TO DO:
Give back every record exactly.

RECORDED DATA:
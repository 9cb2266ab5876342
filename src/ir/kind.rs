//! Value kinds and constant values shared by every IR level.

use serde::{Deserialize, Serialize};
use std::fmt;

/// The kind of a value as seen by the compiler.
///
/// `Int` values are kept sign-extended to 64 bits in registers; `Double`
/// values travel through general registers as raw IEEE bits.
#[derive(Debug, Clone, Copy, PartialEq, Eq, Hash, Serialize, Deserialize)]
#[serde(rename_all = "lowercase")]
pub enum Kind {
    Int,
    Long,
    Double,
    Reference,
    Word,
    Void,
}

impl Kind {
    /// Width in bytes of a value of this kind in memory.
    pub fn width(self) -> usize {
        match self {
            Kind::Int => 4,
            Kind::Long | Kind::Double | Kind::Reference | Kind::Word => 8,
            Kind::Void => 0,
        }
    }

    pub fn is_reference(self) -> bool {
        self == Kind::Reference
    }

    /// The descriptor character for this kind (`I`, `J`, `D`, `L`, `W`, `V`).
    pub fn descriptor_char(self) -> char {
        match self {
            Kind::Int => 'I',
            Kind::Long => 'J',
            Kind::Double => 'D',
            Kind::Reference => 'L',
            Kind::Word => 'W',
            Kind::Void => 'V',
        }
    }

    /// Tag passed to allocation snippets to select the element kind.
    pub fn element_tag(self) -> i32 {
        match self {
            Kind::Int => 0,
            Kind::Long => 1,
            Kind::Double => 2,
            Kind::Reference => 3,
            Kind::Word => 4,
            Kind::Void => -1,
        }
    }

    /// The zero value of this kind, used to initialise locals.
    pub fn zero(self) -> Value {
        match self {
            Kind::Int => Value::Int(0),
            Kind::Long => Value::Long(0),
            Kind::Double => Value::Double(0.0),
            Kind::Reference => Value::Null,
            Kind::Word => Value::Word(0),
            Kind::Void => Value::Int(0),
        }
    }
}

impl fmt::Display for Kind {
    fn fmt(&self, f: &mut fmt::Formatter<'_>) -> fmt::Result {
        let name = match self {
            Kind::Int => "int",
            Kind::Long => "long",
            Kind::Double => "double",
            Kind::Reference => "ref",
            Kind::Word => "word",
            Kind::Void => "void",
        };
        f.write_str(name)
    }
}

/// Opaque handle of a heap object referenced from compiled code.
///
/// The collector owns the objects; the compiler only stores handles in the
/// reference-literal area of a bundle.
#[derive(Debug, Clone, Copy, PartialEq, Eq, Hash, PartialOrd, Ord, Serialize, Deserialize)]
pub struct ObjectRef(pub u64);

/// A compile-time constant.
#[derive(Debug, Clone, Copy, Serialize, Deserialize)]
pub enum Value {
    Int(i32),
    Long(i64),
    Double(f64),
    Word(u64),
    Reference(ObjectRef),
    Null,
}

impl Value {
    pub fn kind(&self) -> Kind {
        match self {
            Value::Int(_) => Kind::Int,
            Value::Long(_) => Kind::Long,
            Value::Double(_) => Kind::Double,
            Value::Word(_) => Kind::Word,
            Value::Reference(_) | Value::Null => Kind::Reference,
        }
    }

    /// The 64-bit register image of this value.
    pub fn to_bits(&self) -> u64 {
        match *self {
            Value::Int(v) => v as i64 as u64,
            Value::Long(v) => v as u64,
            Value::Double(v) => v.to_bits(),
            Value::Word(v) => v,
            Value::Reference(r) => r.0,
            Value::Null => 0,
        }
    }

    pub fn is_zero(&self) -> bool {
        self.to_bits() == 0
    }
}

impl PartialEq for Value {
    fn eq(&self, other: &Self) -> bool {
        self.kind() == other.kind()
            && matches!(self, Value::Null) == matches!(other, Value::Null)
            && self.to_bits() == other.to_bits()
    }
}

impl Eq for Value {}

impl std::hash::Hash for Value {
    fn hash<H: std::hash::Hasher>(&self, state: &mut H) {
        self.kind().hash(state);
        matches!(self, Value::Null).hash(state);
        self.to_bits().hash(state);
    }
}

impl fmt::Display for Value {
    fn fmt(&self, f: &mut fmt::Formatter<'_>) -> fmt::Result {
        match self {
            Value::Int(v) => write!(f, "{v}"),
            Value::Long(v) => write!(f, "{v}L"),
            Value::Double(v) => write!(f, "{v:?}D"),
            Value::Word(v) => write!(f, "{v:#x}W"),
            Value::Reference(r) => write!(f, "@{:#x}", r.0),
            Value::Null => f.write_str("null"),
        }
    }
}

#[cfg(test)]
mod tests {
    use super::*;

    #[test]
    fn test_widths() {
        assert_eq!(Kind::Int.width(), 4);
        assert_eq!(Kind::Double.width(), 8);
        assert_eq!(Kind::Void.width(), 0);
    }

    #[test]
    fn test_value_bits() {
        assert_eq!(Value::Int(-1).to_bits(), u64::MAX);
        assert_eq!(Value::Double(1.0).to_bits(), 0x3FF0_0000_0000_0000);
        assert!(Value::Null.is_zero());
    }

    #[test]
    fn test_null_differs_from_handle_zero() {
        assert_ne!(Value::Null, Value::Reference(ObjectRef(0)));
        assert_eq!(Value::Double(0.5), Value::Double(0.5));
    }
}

ANSWER TO THIS EXERCISE:
repository 9cb2266ab5876342
filename src/ir/kind.rs
//! Value kinds and constant values shared by every IR level.

use serde::{Deserialize, Serialize};
use std::fmt;

/// The kind of a value as seen by the compiler.
///
/// `Int` values are kept sign-extended to 64 bits in registers; `Double`
/// values travel through general registers as raw IEEE bits.
#[derive(Debug, Clone, Copy, PartialEq, Eq, Hash, Serialize, Deserialize)]
#[serde(rename_all = "lowercase")]
pub enum Kind {
    Int,
    Long,
    Double,
    Reference,
    Word,
    Void,
}

impl Kind {
    /// Width in bytes of a value of this kind in memory.
    pub fn width(self) -> usize {
        match self {
            Kind::Int => 4,
            Kind::Long | Kind::Double | Kind::Reference | Kind::Word => 8,
            Kind::Void => 0,
        }
    }

    pub fn is_reference(self) -> bool {
        self == Kind::Reference
    }

    /// The descriptor character for this kind (`I`, `J`, `D`, `L`, `W`, `V`).
    pub fn descriptor_char(self) -> char {
        match self {
            Kind::Int => 'I',
            Kind::Long => 'J',
            Kind::Double => 'D',
            Kind::Reference => 'L',
            Kind::Word => 'W',
            Kind::Void => 'V',
        }
    }

    /// Tag passed to allocation snippets to select the element kind.
    pub fn element_tag(self) -> i32 {
        match self {
            Kind::Int => 0,
            Kind::Long => 1,
            Kind::Double => 2,
            Kind::Reference => 3,
            Kind::Word => 4,
            Kind::Void => -1,
        }
    }

    /// The zero value of this kind, used to initialise locals.
    pub fn zero(self) -> Value {
        match self {
            Kind::Int => Value::Int(0),
            Kind::Long => Value::Long(0),
            Kind::Double => Value::Double(0.0),
            Kind::Reference => Value::Null,
            Kind::Word => Value::Word(0),
            Kind::Void => Value::Int(0),
        }
    }
}

impl fmt::Display for Kind {
    fn fmt(&self, f: &mut fmt::Formatter<'_>) -> fmt::Result {
        let name = match self {
            Kind::Int => "int",
            Kind::Long => "long",
            Kind::Double => "double",
            Kind::Reference => "ref",
            Kind::Word => "word",
            Kind::Void => "void",
        };
        f.write_str(name)
    }
}

/// Opaque handle of a heap object referenced from compiled code.
///
/// The collector owns the objects; the compiler only stores handles in the
/// reference-literal area of a bundle.
#[derive(Debug, Clone, Copy, PartialEq, Eq, Hash, PartialOrd, Ord, Serialize, Deserialize)]
pub struct ObjectRef(pub u64);

/// A compile-time constant.
#[derive(Debug, Clone, Copy, Serialize, Deserialize)]
pub enum Value {
    Int(i32),
    Long(i64),
    Double(f64),
    Word(u64),
    Reference(ObjectRef),
    Null,
}

impl Value {
    pub fn kind(&self) -> Kind {
        match self {
            Value::Int(_) => Kind::Int,
            Value::Long(_) => Kind::Long,
            Value::Double(_) => Kind::Double,
            Value::Word(_) => Kind::Word,
            Value::Reference(_) | Value::Null => Kind::Reference,
        }
    }

    /// The 64-bit register image of this value.
    pub fn to_bits(&self) -> u64 {
        match *self {
            Value::Int(v) => v as i64 as u64,
            Value::Long(v) => v as u64,
            Value::Double(v) => v.to_bits(),
            Value::Word(v) => v,
            Value::Reference(r) => r.0,
            Value::Null => 0,
        }
    }

    pub fn is_zero(&self) -> bool {
        self.to_bits() == 0
    }
}

impl PartialEq for Value {
    fn eq(&self, other: &Self) -> bool {
        self.kind() == other.kind()
            && matches!(self, Value::Null) == matches!(other, Value::Null)
            && self.to_bits() == other.to_bits()
    }
}

impl Eq for Value {}

impl std::hash::Hash for Value {
    fn hash<H: std::hash::Hasher>(&self, state: &mut H) {
        self.kind().hash(state);
        matches!(self, Value::Null).hash(state);
        self.to_bits().hash(state);
    }
}

impl fmt::Display for Value {
    fn fmt(&self, f: &mut fmt::Formatter<'_>) -> fmt::Result {
        match self {
            Value::Int(v) => write!(f, "{v}"),
            Value::Long(v) => write!(f, "{v}L"),
            Value::Double(v) => write!(f, "{v:?}D"),
            Value::Word(v) => write!(f, "{v:#x}W"),
            Value::Reference(r) => write!(f, "@{:#x}", r.0),
            Value::Null => f.write_str("null"),
        }
    }
}

#[cfg(test)]
mod tests {
    use super::*;

    #[test]
    fn test_widths() {
        assert_eq!(Kind::Int.width(), 4);
        assert_eq!(Kind::Double.width(), 8);
        assert_eq!(Kind::Void.width(), 0);
    }

    #[test]
    fn test_value_bits() {
        assert_eq!(Value::Int(-1).to_bits(), u64::MAX);
        assert_eq!(Value::Double(1.0).to_bits(), 0x3FF0_0000_0000_0000);
        assert!(Value::Null.is_zero());
    }

    #[test]
    fn test_null_differs_from_handle_zero() {
        assert_ne!(Value::Null, Value::Reference(ObjectRef(0)));
        assert_eq!(Value::Double(0.5), Value::Double(0.5));
    }
}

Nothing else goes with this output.